Data items
——————————

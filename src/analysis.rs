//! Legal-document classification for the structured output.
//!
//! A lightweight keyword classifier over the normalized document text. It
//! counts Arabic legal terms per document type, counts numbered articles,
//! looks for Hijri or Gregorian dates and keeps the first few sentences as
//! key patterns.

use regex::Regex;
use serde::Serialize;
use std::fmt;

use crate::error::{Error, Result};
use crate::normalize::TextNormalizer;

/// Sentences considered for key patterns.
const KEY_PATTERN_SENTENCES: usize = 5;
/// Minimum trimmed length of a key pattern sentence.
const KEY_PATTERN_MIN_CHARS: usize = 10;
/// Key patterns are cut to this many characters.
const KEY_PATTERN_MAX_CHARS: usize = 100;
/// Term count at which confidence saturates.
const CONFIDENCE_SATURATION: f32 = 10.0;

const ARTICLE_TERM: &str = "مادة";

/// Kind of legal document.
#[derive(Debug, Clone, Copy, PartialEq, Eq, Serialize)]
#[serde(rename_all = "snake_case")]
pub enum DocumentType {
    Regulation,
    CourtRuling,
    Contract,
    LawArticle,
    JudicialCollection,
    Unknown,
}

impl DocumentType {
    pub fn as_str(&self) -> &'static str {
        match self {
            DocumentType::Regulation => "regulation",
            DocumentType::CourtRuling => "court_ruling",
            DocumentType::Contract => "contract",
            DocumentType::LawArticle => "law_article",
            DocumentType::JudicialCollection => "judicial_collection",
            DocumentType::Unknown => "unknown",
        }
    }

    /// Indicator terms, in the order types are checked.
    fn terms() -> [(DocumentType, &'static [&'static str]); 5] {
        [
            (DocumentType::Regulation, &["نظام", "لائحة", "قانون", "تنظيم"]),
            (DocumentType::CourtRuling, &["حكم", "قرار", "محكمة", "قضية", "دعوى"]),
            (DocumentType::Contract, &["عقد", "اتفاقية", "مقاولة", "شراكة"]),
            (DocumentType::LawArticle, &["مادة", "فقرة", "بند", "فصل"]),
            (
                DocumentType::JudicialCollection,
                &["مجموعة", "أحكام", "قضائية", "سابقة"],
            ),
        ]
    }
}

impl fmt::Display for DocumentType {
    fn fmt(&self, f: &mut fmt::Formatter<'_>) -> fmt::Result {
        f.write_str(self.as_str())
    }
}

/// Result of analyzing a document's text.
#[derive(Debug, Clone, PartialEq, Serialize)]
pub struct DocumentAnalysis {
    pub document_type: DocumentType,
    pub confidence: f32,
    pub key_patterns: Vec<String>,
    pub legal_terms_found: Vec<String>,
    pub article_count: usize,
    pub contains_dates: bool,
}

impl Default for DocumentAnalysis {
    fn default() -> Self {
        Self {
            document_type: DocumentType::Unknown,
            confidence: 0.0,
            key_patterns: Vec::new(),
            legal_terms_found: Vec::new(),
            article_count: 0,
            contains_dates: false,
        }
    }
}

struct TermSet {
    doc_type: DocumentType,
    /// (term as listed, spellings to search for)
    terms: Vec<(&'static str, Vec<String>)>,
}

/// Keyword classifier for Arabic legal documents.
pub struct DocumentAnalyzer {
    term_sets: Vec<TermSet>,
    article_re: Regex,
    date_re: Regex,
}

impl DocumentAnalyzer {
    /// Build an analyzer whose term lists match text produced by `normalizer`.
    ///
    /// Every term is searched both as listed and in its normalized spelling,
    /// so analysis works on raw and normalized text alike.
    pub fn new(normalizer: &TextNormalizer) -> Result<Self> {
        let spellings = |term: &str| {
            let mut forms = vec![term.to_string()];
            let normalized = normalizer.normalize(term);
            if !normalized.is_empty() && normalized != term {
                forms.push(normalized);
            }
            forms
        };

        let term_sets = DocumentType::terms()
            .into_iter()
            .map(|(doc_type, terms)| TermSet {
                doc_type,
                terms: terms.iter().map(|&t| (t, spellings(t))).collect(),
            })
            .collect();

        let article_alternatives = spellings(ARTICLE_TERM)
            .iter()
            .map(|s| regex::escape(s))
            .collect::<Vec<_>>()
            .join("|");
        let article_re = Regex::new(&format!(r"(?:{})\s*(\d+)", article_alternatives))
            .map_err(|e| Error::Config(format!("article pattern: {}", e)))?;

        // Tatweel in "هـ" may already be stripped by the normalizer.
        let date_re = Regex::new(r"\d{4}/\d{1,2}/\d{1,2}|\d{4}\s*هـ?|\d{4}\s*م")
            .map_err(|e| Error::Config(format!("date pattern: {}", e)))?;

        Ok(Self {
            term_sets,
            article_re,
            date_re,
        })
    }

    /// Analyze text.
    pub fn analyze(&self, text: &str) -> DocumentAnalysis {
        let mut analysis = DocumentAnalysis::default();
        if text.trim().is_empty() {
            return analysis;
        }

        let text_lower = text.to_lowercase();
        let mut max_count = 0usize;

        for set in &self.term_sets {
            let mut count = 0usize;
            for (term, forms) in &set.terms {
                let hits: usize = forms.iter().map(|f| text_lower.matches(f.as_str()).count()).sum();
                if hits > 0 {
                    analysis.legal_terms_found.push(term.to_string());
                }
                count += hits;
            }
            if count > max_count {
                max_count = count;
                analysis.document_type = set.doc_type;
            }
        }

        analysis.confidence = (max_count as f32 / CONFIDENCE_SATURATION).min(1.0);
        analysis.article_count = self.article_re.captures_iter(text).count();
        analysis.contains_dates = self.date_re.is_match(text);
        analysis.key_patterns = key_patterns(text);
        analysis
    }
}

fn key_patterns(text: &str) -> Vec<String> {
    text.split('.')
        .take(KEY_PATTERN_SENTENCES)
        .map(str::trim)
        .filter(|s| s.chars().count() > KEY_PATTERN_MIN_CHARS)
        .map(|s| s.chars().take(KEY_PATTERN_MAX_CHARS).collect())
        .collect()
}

——————————

> _Work required_: Reproduce the lines above. Leave each one as it is.

> _Exercise response_:
filename src/analysis.rs
//! Legal-document classification for the structured output.
//!
//! A lightweight keyword classifier over the normalized document text. It
//! counts Arabic legal terms per document type, counts numbered articles,
//! looks for Hijri or Gregorian dates and keeps the first few sentences as
//! key patterns.

use regex::Regex;
use serde::Serialize;
use std::fmt;

use crate::error::{Error, Result};
use crate::normalize::TextNormalizer;

/// Sentences considered for key patterns.
const KEY_PATTERN_SENTENCES: usize = 5;
/// Minimum trimmed length of a key pattern sentence.
const KEY_PATTERN_MIN_CHARS: usize = 10;
/// Key patterns are cut to this many characters.
const KEY_PATTERN_MAX_CHARS: usize = 100;
/// Term count at which confidence saturates.
const CONFIDENCE_SATURATION: f32 = 10.0;

const ARTICLE_TERM: &str = "مادة";

/// Kind of legal document.
#[derive(Debug, Clone, Copy, PartialEq, Eq, Serialize)]
#[serde(rename_all = "snake_case")]
pub enum DocumentType {
    Regulation,
    CourtRuling,
    Contract,
    LawArticle,
    JudicialCollection,
    Unknown,
}

impl DocumentType {
    pub fn as_str(&self) -> &'static str {
        match self {
            DocumentType::Regulation => "regulation",
            DocumentType::CourtRuling => "court_ruling",
            DocumentType::Contract => "contract",
            DocumentType::LawArticle => "law_article",
            DocumentType::JudicialCollection => "judicial_collection",
            DocumentType::Unknown => "unknown",
        }
    }

    /// Indicator terms, in the order types are checked.
    fn terms() -> [(DocumentType, &'static [&'static str]); 5] {
        [
            (DocumentType::Regulation, &["نظام", "لائحة", "قانون", "تنظيم"]),
            (DocumentType::CourtRuling, &["حكم", "قرار", "محكمة", "قضية", "دعوى"]),
            (DocumentType::Contract, &["عقد", "اتفاقية", "مقاولة", "شراكة"]),
            (DocumentType::LawArticle, &["مادة", "فقرة", "بند", "فصل"]),
            (
                DocumentType::JudicialCollection,
                &["مجموعة", "أحكام", "قضائية", "سابقة"],
            ),
        ]
    }
}

impl fmt::Display for DocumentType {
    fn fmt(&self, f: &mut fmt::Formatter<'_>) -> fmt::Result {
        f.write_str(self.as_str())
    }
}

/// Result of analyzing a document's text.
#[derive(Debug, Clone, PartialEq, Serialize)]
pub struct DocumentAnalysis {
    pub document_type: DocumentType,
    pub confidence: f32,
    pub key_patterns: Vec<String>,
    pub legal_terms_found: Vec<String>,
    pub article_count: usize,
    pub contains_dates: bool,
}

impl Default for DocumentAnalysis {
    fn default() -> Self {
        Self {
            document_type: DocumentType::Unknown,
            confidence: 0.0,
            key_patterns: Vec::new(),
            legal_terms_found: Vec::new(),
            article_count: 0,
            contains_dates: false,
        }
    }
}

struct TermSet {
    doc_type: DocumentType,
    /// (term as listed, spellings to search for)
    terms: Vec<(&'static str, Vec<String>)>,
}

/// Keyword classifier for Arabic legal documents.
pub struct DocumentAnalyzer {
    term_sets: Vec<TermSet>,
    article_re: Regex,
    date_re: Regex,
}

impl DocumentAnalyzer {
    /// Build an analyzer whose term lists match text produced by `normalizer`.
    ///
    /// Every term is searched both as listed and in its normalized spelling,
    /// so analysis works on raw and normalized text alike.
    pub fn new(normalizer: &TextNormalizer) -> Result<Self> {
        let spellings = |term: &str| {
            let mut forms = vec![term.to_string()];
            let normalized = normalizer.normalize(term);
            if !normalized.is_empty() && normalized != term {
                forms.push(normalized);
            }
            forms
        };

        let term_sets = DocumentType::terms()
            .into_iter()
            .map(|(doc_type, terms)| TermSet {
                doc_type,
                terms: terms.iter().map(|&t| (t, spellings(t))).collect(),
            })
            .collect();

        let article_alternatives = spellings(ARTICLE_TERM)
            .iter()
            .map(|s| regex::escape(s))
            .collect::<Vec<_>>()
            .join("|");
        let article_re = Regex::new(&format!(r"(?:{})\s*(\d+)", article_alternatives))
            .map_err(|e| Error::Config(format!("article pattern: {}", e)))?;

        // Tatweel in "هـ" may already be stripped by the normalizer.
        let date_re = Regex::new(r"\d{4}/\d{1,2}/\d{1,2}|\d{4}\s*هـ?|\d{4}\s*م")
            .map_err(|e| Error::Config(format!("date pattern: {}", e)))?;

        Ok(Self {
            term_sets,
            article_re,
            date_re,
        })
    }

    /// Analyze text.
    pub fn analyze(&self, text: &str) -> DocumentAnalysis {
        let mut analysis = DocumentAnalysis::default();
        if text.trim().is_empty() {
            return analysis;
        }

        let text_lower = text.to_lowercase();
        let mut max_count = 0usize;

        for set in &self.term_sets {
            let mut count = 0usize;
            for (term, forms) in &set.terms {
                let hits: usize = forms.iter().map(|f| text_lower.matches(f.as_str()).count()).sum();
                if hits > 0 {
                    analysis.legal_terms_found.push(term.to_string());
                }
                count += hits;
            }
            if count > max_count {
                max_count = count;
                analysis.document_type = set.doc_type;
            }
        }

        analysis.confidence = (max_count as f32 / CONFIDENCE_SATURATION).min(1.0);
        analysis.article_count = self.article_re.captures_iter(text).count();
        analysis.contains_dates = self.date_re.is_match(text);
        analysis.key_patterns = key_patterns(text);
        analysis
    }
}

fn key_patterns(text: &str) -> Vec<String> {
    text.split('.')
        .take(KEY_PATTERN_SENTENCES)
        .map(str::trim)
        .filter(|s| s.chars().count() > KEY_PATTERN_MIN_CHARS)
        .map(|s| s.chars().take(KEY_PATTERN_MAX_CHARS).collect())
        .collect()
}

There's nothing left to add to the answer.